Ambon Berdarah On-Line
News & Pictures About Ambon/Maluku Tragedy

 

 


 

 

 

Penahanan JUT: Sandiwara?


Masariku Network (Opini), 06 Mei 2002

Penahanan JUT: Sandiwara?

Latar Belakang

Pada tanggal 25 April 2002, di Ambon terjadi ketegangan dengan naiknya bendera-bendera RMS di berbagai tempat. Kelanjutan dari peristiwa ini (sebagai gerakan politik tidak bersenjata), adalah mobilisasi laskar jihad oleh Jafar Umar Thalib (JUT) dalam tablik akbar tanggal 26 April 2002. Pada kesempatan itu, JUT menyatakan perang total terhadap umat Kristen di Maluku dan RMS/FKM (berarti perang juga terhadap umat Islam yang mendukung RMS/FKM).

Soya diserang

Berselang dua hari, desa Soya diserang oleh orang-orang bersenjata, 14 orang meninggal dan 10 orang luka-luka serta rumah-rumah penduduk dibakar. Gereja di desa Soya, salah satu yang tertua di Maluku dan Indonesia, terbakar habis. Memicu reaksi dunia internasional yang cukup besar terhadap kejadian ini. Penyerangan Soya menyentak semua orang dan dunia, ternyata inisiatif perdamaian di Maluku belum masih diganggu oleh berbagai usaha teror.
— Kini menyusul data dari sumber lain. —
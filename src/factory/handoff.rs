use std::fmt;
use std::thread::{self, ThreadId};
use uuid::Uuid;

use crate::factory::channel::CachedChannel;

// -----------------------------------------------------------------------------
// ----- HandoffToken ----------------------------------------------------------

/// Opaque correlation id between `prepare_switch_context` on one thread
/// and `switch_context` on another. Claimed at most once.
#[derive(Clone, Copy, Debug, PartialEq, Eq, Hash)]
pub struct HandoffToken(Uuid);

impl HandoffToken {
    pub(crate) fn fresh() -> Self {
        Self(Uuid::new_v4())
    }
}

impl fmt::Display for HandoffToken {
    fn fmt(&self, f: &mut fmt::Formatter<'_>) -> fmt::Result {
        self.0.fmt(f)
    }
}

// -----------------------------------------------------------------------------
// ----- HandoffContext --------------------------------------------------------

/// The channels extracted from one thread's slots, in flight between the
/// preparing thread and the claiming thread.
#[derive(Default)]
pub(crate) struct HandoffContext {
    pub(crate) channel: Option<CachedChannel>,
    pub(crate) tx_channel: Option<CachedChannel>,
}

impl HandoffContext {
    pub(crate) fn is_empty(&self) -> bool {
        self.channel.is_none() && self.tx_channel.is_none()
    }
}

// -----------------------------------------------------------------------------
// ----- ThreadIdentity --------------------------------------------------------

/// Who issued a token. Kept only so unclaimed handoffs can be reported
/// with a useful name at reset time.
#[derive(Clone, Debug)]
pub(crate) struct ThreadIdentity {
    pub(crate) id: ThreadId,
    pub(crate) name: String,
}

impl ThreadIdentity {
    pub(crate) fn current() -> Self {
        let current = thread::current();
        Self {
            id: current.id(),
            name: current.name().unwrap_or("unnamed").to_string(),
        }
    }
}

// -----------------------------------------------------------------------------
// ----- Tests -----------------------------------------------------------------


// -----------------------------------------------------------------------------
// -----------------------------------------------------------------------------
use parking_lot::RwLock;
use std::sync::Arc;

use crate::factory::channel::CachedChannel;
use crate::factory::connection::ConnectionWrapper;

// -----------------------------------------------------------------------------
// ----- Listener traits -------------------------------------------------------

/// Notified when the factory opens or force-closes its physical connection.
pub trait ConnectionListener: Send + Sync {
    fn on_create(&self, connection: &ConnectionWrapper);

    fn on_close(&self, _connection: &ConnectionWrapper) {}
}

/// Notified when a fresh channel is created for a thread. Logical reuse of
/// a cached channel does not re-notify.
pub trait ChannelListener: Send + Sync {
    fn on_create(&self, channel: &CachedChannel, transactional: bool);
}

// -----------------------------------------------------------------------------
// ----- ListenerRegistry ------------------------------------------------------

/// Shared between the factory and its current connection wrapper, so
/// channel creation deep in the wrapper can notify without a back-pointer
/// to the factory.
#[derive(Default)]
pub(crate) struct ListenerRegistry {
    connection: RwLock<Vec<Arc<dyn ConnectionListener>>>,
    channel: RwLock<Vec<Arc<dyn ChannelListener>>>,
}

impl ListenerRegistry {
    pub(crate) fn add_connection_listener(&self, listener: Arc<dyn ConnectionListener>) {
        self.connection.write().push(listener);
    }

    pub(crate) fn add_channel_listener(&self, listener: Arc<dyn ChannelListener>) {
        self.channel.write().push(listener);
    }

    pub(crate) fn notify_connection_created(&self, connection: &ConnectionWrapper) {
        for listener in self.connection.read().iter() {
            listener.on_create(connection);
        }
    }

    pub(crate) fn notify_connection_closed(&self, connection: &ConnectionWrapper) {
        for listener in self.connection.read().iter() {
            listener.on_close(connection);
        }
    }

    pub(crate) fn notify_channel_created(&self, channel: &CachedChannel, transactional: bool) {
        for listener in self.channel.read().iter() {
            listener.on_create(channel, transactional);
        }
    }
}

// -----------------------------------------------------------------------------
// -----------------------------------------------------------------------------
Namun, apa yang terjadi terhadap Soya bukannya tidak terduga sebelumnya (walaupun dimana dan pada skala berapa, tidak diketahui). Sebab sebelum itu sudah ada banyak rasa khawatir bahwa proses pasca Malino II akan diwarnai oleh kekerasan akibat adanya penolakan dari laskar jihad (sebagai kelompok ekstrim bersenjata) dan keengganan bertindak beberapa elemen keamanan negara.

Reaksi yang muncul kemudian, secara nasional ialah desakan penegakan hukum dan penerapan darurat militer. Penerapan darurat militer tidak memperoleh momentum setelah ditolak berbagai pihak dan terhambat aturan hukum (usulan harus dari DPRD Propinsi, sedangkan DPRD Maluku menolaknya). Desakan lain yang belum jelas (selama ini) adalah penegakan hukum.

Pada masa akhir bulan April dan awal bulan Mei, ditandai dengan rumor akan ditangkapnya pimpinan laskar jihad, yaitu JUT. Atas rumor tersebut, para pengacara laskar jihad berreaksi dengan mengeluarkan ancaman akan ‘perang total’ dan ‘akan mengejar Latuconsina kemanapun.’ Pemerintah sendiri ragu-ragu berkomentar dan dari luar nampaknya sedang merencanakan sesuatu.

JUT Ditahan

Akhirnya pada tanggal 4 Mei ’02 jam 15.55, JUT ditangkap polisi di airport Juanda, Surabaya. Tempat penangkapan ini sama dengan kejadian sebelumnya tahun lalu. Selanjutnya JUTdibawa dan dan ditahan di Jakarta.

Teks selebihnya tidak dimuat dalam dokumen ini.